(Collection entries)
# # # # #

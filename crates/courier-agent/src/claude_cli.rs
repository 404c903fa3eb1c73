use std::process::Stdio;
use std::time::Duration;

use async_trait::async_trait;
use serde::Deserialize;
use tokio::io::{AsyncBufReadExt, BufReader};
use tokio::process::Command;
use tracing::{debug, warn};

use crate::provider::{ChatRequest, ChatResponse, LlmProvider, ProviderError};

const RESUME_PROMPT: &str = "Continue. If you already answered, repeat your final response.";

/// Shape 2 backend: a spawned CLI producing a line-delimited JSON event stream
/// (`system` / `assistant` / `result`) instead of a single structured response.
pub struct SubprocessProvider {
    command: String,
    mcp_config_path: Option<String>,
    call_timeout: Duration,
}

impl SubprocessProvider {
    pub fn new(command: String, mcp_config_path: Option<String>, call_timeout: Duration) -> Self {
        Self {
            command,
            mcp_config_path,
            call_timeout,
        }
    }

    async fn invoke(&self, prompt: &str, model: &str, resume_session: Option<&str>) -> Result<CliOutcome, ProviderError> {
        let mut cmd = Command::new(&self.command);
        cmd.arg("-p")
            .arg("--model")
            .arg(model)
            .arg("--allowedTools")
            .arg("mcp__*")
            .stdin(Stdio::piped())
            .stdout(Stdio::piped())
            .stderr(Stdio::piped());

        if let Some(session_id) = resume_session {
            cmd.arg("--output-format").arg("json").arg("--resume").arg(session_id);
        } else {
            cmd.arg("--output-format").arg("stream-json").arg("--verbose");
        }

        if let Some(ref path) = self.mcp_config_path {
            cmd.arg("--mcp-config").arg(path);
        }

        let mut child = cmd.spawn()?;
        {
            let mut stdin = child.stdin.take().expect("piped stdin");
            use tokio::io::AsyncWriteExt;
            stdin.write_all(prompt.as_bytes()).await?;
        }
        let stdout = child.stdout.take().expect("piped stdout");
        let mut reader = BufReader::new(stdout).lines();

        let mut session_id: Option<String> = None;
        let mut final_text = String::new();

        while let Some(line) = reader.next_line().await? {
            if line.trim().is_empty() {
                continue;
            }
            match serde_json::from_str::<CliEvent>(&line) {
                Ok(CliEvent::System { session_id: sid }) => session_id = Some(sid),
                Ok(CliEvent::Assistant { .. }) => {}
                Ok(CliEvent::Result { result, session_id: sid }) => {
                    final_text = result;
                    if sid.is_some() {
                        session_id = sid;
                    }
                }
                Err(_) => debug!(line = %line, "ignoring unparseable CLI output line"),
            }
        }

        let status = child.wait().await?;
        if !status.success() {
            let mut stderr_buf = Vec::new();
            if let Some(mut stderr) = child.stderr.take() {
                use tokio::io::AsyncReadExt;
                let _ = stderr.read_to_end(&mut stderr_buf).await;
            }
            let snippet = String::from_utf8_lossy(&stderr_buf);
            return Err(ProviderError::Api {
                status: status.code().unwrap_or(-1) as u16,
                message: snippet.to_string(),
            });
        }

        Ok(CliOutcome { text: final_text, session_id })
    }
}

#[async_trait]
impl LlmProvider for SubprocessProvider {
    fn name(&self) -> &str {
        "claude-cli"
    }

    async fn send(&self, req: &ChatRequest) -> Result<ChatResponse, ProviderError> {
        let prompt = req
            .raw_messages
            .last()
            .and_then(|v| v.get("content"))
            .and_then(|v| v.as_str())
            .unwrap_or(&req.system)
            .to_string();

        let outcome = tokio::time::timeout(self.call_timeout, self.invoke(&prompt, &req.model, None))
            .await
            .map_err(|_| ProviderError::Timeout { ms: self.call_timeout.as_millis() as u64 })??;

        let text = if outcome.text.trim().is_empty() {
            match outcome.session_id.as_deref() {
                Some(session_id) => {
                    warn!(session_id, "empty result, attempting one resume");
                    let resumed = self.invoke(RESUME_PROMPT, &req.model, Some(session_id)).await?;
                    resumed.text
                }
                None => String::new(),
            }
        } else {
            outcome.text
        };

        let text = if text.trim().is_empty() { "(no response)".to_string() } else { text };

        Ok(ChatResponse {
            content: text.clone(),
            model: req.model.clone(),
            tokens_in: 0,
            tokens_out: 0,
            stop_reason: "end_turn".to_string(),
            tool_calls: Vec::new(),
            raw_content: serde_json::json!([{ "type": "text", "text": text }]),
        })
    }
}

struct CliOutcome {
    text: String,
    session_id: Option<String>,
}

#[derive(Deserialize)]
#[serde(tag = "type")]
enum CliEvent {
    #[serde(rename = "system")]
    System { session_id: String },
    #[serde(rename = "assistant")]
    Assistant {
        #[serde(default)]
        #[allow(dead_code)]
        message: serde_json::Value,
    },
    #[serde(rename = "result")]
    Result {
        result: String,
        #[serde(default)]
        session_id: Option<String>,
    },
}

/// Strips an MCP bridge tool name (`mcp__<server>__<tool>`) down to `<tool>`.
pub fn strip_mcp_prefix(name: &str) -> &str {
    name.rsplit("__").next().unwrap_or(name)
}

#[cfg(test)]
mod tests {
    use super::*;

    #[test]
    fn strip_mcp_prefix_keeps_bare_tool_name() {
        assert_eq!(strip_mcp_prefix("mcp__graphiti__search_nodes"), "search_nodes");
        assert_eq!(strip_mcp_prefix("plain_tool"), "plain_tool");
    }

    #[test]
    fn parses_system_assistant_and_result_events() {
        let system: CliEvent = serde_json::from_str(r#"{"type":"system","session_id":"abc"}"#).unwrap();
        assert!(matches!(system, CliEvent::System { session_id } if session_id == "abc"));

        let result: CliEvent = serde_json::from_str(r#"{"type":"result","result":"hi","session_id":"abc"}"#).unwrap();
        assert!(matches!(result, CliEvent::Result { result, .. } if result == "hi"));
    }
}
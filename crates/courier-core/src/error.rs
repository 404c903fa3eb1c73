use thiserror::Error;

#[derive(Debug, Error)]
pub enum CourierError {
    #[error("Configuration error: {0}")]
    Config(String),

    #[error("Transport error: {0}")]
    Transport(String),

    #[error("Store error: {0}")]
    Store(String),

    #[error("LLM backend rate limited, retry after {retry_after_ms}ms")]
    BackendRateLimited { retry_after_ms: u64 },

    #[error("LLM backend overloaded")]
    BackendOverloaded,

    #[error("LLM backend transient error: {0}")]
    BackendTransient(String),

    #[error("LLM backend permanent error: {0}")]
    BackendPermanent(String),

    #[error("LLM backend call timed out after {ms}ms")]
    BackendTimeout { ms: u64 },

    #[error("Tool error: {0}")]
    Tool(String),

    #[error("Retries exhausted after {attempts} attempts: {last}")]
    MaxRetriesExceeded { attempts: u32, last: String },

    #[error("Processing failed: {0}")]
    ProcessingFailed(String),

    #[error("Serialization error: {0}")]
    Serialization(#[from] serde_json::Error),

    #[error("I/O error: {0}")]
    Io(#[from] std::io::Error),

    #[error("Internal error: {0}")]
    Internal(String),
}

impl CourierError {
    pub fn code(&self) -> &'static str {
        match self {
            CourierError::Config(_) => "CONFIG_ERROR",
            CourierError::Transport(_) => "TRANSPORT_ERROR",
            CourierError::Store(_) => "STORE_ERROR",
            CourierError::BackendRateLimited { .. } => "BACKEND_RATE_LIMITED",
            CourierError::BackendOverloaded => "BACKEND_OVERLOADED",
            CourierError::BackendTransient(_) => "BACKEND_TRANSIENT",
            CourierError::BackendPermanent(_) => "BACKEND_PERMANENT",
            CourierError::BackendTimeout { .. } => "BACKEND_TIMEOUT",
            CourierError::Tool(_) => "TOOL_ERROR",
            CourierError::MaxRetriesExceeded { .. } => "MAX_RETRIES_EXCEEDED",
            CourierError::ProcessingFailed(_) => "PROCESSING_FAILED",
            CourierError::Serialization(_) => "SERIALIZATION_ERROR",
            CourierError::Io(_) => "IO_ERROR",
            CourierError::Internal(_) => "INTERNAL_ERROR",
        }
    }
}

pub type Result<T> = std::result::Result<T, CourierError>;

# # # # #

▶ **PROBLEM DETAILS**: Copy each line, exactly, that falls between the line containing "pub fn code(&self)" and the end of the entries, both included.

▶ **WRITTEN RESPONSE**:
    pub fn code(&self) -> &'static str {
        match self {
            CourierError::Config(_) => "CONFIG_ERROR",
            CourierError::Transport(_) => "TRANSPORT_ERROR",
            CourierError::Store(_) => "STORE_ERROR",
            CourierError::BackendRateLimited { .. } => "BACKEND_RATE_LIMITED",
            CourierError::BackendOverloaded => "BACKEND_OVERLOADED",
            CourierError::BackendTransient(_) => "BACKEND_TRANSIENT",
            CourierError::BackendPermanent(_) => "BACKEND_PERMANENT",
            CourierError::BackendTimeout { .. } => "BACKEND_TIMEOUT",
            CourierError::Tool(_) => "TOOL_ERROR",
            CourierError::MaxRetriesExceeded { .. } => "MAX_RETRIES_EXCEEDED",
            CourierError::ProcessingFailed(_) => "PROCESSING_FAILED",
            CourierError::Serialization(_) => "SERIALIZATION_ERROR",
            CourierError::Io(_) => "IO_ERROR",
            CourierError::Internal(_) => "INTERNAL_ERROR",
        }
    }
}

pub type Result<T> = std::result::Result<T, CourierError>;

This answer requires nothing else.